In a new study, researchers have combined “liquid biopsy”, epigenetic alterations and machine learning to develop a blood test to detect and classify cancer at its earliest stages.
The study was led by cancer scientists Dr. Daniel De Carvalho at Princess Margaret Cancer Centre, University Health Network.
The findings describe not only a way to detect cancer, but hold the promise of being able to find it earlier when it is more easily treated and long before symptoms ever appear.
A major problem in cancer is how to detect it early.

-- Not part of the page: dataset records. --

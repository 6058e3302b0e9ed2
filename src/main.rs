//! melodeck - a self-hosted music catalog and playlist server
//!
//! Users sign up, upload audio, and curate playlists and personal track lists
//! over a JSON API secured with rotating JWT sessions.

mod api;
mod config;
mod core;
mod db;
mod models;
mod utils;

use anyhow::Result;
use clap::Parser;
use std::path::PathBuf;
use std::sync::Arc;
use tracing::info;

use crate::config::{Paths, Settings};
use crate::core::{CatalogService, TokenService};
use crate::db::{CatalogStore, MemoryStore, SqliteStore};
use crate::utils::audio::AudioStorage;
use crate::utils::auth::PasswordHasher;

/// melodeck - self-hosted music catalog server
#[derive(Parser, Debug)]
#[command(name = "melodeck")]
#[command(version)]
#[command(about = "A self-hosted music catalog and playlist server")]
struct Args {
    /// Host address to bind to
    #[arg(long, default_value = "0.0.0.0")]
    host: String,

    /// Port to listen on
    #[arg(long, default_value_t = 1970)]
    port: u16,

    /// Enable debug mode
    #[arg(long)]
    debug: bool,

    /// Path to config directory
    #[arg(long)]
    config: Option<PathBuf>,

    /// Keep everything in memory instead of the sqlite database
    #[arg(long)]
    memory: bool,
}

#[tokio::main]
async fn main() -> Result<()> {
    let args = Args::parse();

    let log_level = if args.debug { "debug" } else { "info" };
    let filter = tracing_subscriber::EnvFilter::new(format!("{},sqlx=warn", log_level));

    tracing_subscriber::fmt()
        .with_env_filter(filter)
        .with_target(false)
        .with_thread_ids(false)
        .with_file(false)
        .with_line_number(false)
        .compact()
        .init();

    info!("melodeck v{} starting...", env!("CARGO_PKG_VERSION"));

    let paths = Paths::new(args.config)?;
    info!("Config directory: {:?}", paths.config_dir());

    let mut settings = Settings::load(&paths.settings_path())?;
    settings.apply_env_overrides();

    let store = open_store(&paths, &settings, args.memory).await?;

    let service = CatalogService::new(
        store,
        TokenService::new(
            &settings.jwt_secret,
            settings.access_token_ttl_secs,
            settings.refresh_token_ttl_secs,
        ),
        PasswordHasher::new(settings.hash_iterations),
        settings.default_role,
    );
    let audio = AudioStorage::new(paths.audio_dir());
    info!("Audio directory: {:?}", audio.dir());

    start_server(args.host, args.port, service, audio).await
}

/// Open the configured backend and insert any seed artists
async fn open_store(
    paths: &Paths,
    settings: &Settings,
    in_memory: bool,
) -> Result<Arc<dyn CatalogStore>> {
    if in_memory {
        info!("Using in-memory store; nothing will be persisted");
        let store = MemoryStore::new();
        for name in &settings.seed_artists {
            let id = store.ensure_artist(name);
            info!("Artist {:?} has id {}", name, id);
        }
        return Ok(Arc::new(store));
    }

    let db_path = paths.db_path();
    info!("Opening database at {:?}", db_path);
    let store = SqliteStore::open(&db_path).await?;
    for name in &settings.seed_artists {
        let id = store.ensure_artist(name).await?;
        info!("Artist {:?} has id {}", name, id);
    }
    Ok(Arc::new(store))
}

async fn start_server(
    host: String,
    port: u16,
    service: CatalogService,
    audio: AudioStorage,
) -> Result<()> {
    use actix_cors::Cors;
    use actix_web::{middleware, web, App, HttpServer};

    let service = web::Data::new(service);
    let audio = web::Data::new(audio);

    let addr = format!("{}:{}", host, port);
    info!("Server listening on http://{}", addr);

    HttpServer::new(move || {
        let cors = Cors::default()
            .allow_any_origin()
            .allow_any_method()
            .allow_any_header()
            .max_age(3600);

        App::new()
            .wrap(cors)
            .wrap(middleware::Logger::default())
            .wrap(middleware::Compress::default())
            .app_data(service.clone())
            .app_data(audio.clone())
            .configure(api::configure)
    })
    .bind(addr)?
    .run()
    .await?;

    Ok(())
}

It has been a ‘needle in the haystack’ problem of how to find that one-in-a-billion cancer-specific mutation in the blood, especially at earlier stages, where the amount of tumor DNA in the blood is minimal.
By profiling epigenetic alterations instead of mutations, the team was able to identify thousands of modifications unique to each cancer type.
Then, they used a big data approach and applied machine learning to create classifiers able to identify the presence of cancer-derived DNA within blood samples and to determine what cancer type.
This basically turns the ‘one needle in the haystack’ problem into a more solvable ‘thousands of needles in the haystack’, where the computer just needs to find a few needles to define which haystack has needles.
The researchers tracked the cancer origin and type by comparing 300 patient tumor samples from seven disease sites (lung, pancreatic, colorectal, breast, leukemia, bladder and kidney) and samples from healthy donors with the analysis of cell-free DNA circulating in the blood plasma.
In each sample, the “floating” plasma DNA matched the tumor DNA.
The team has since expanded the research and has now profiled and successfully matched more than 700 tumor and blood samples from more cancer types.
Their next steps to further validate this approach include analyzing data from large population health research studies already underway in several countries, where blood samples were collected months to years before cancer diagnosis.
Then the approach will need to be ultimately validated in prospective studies for cancer screening.
The findings are published in Nature.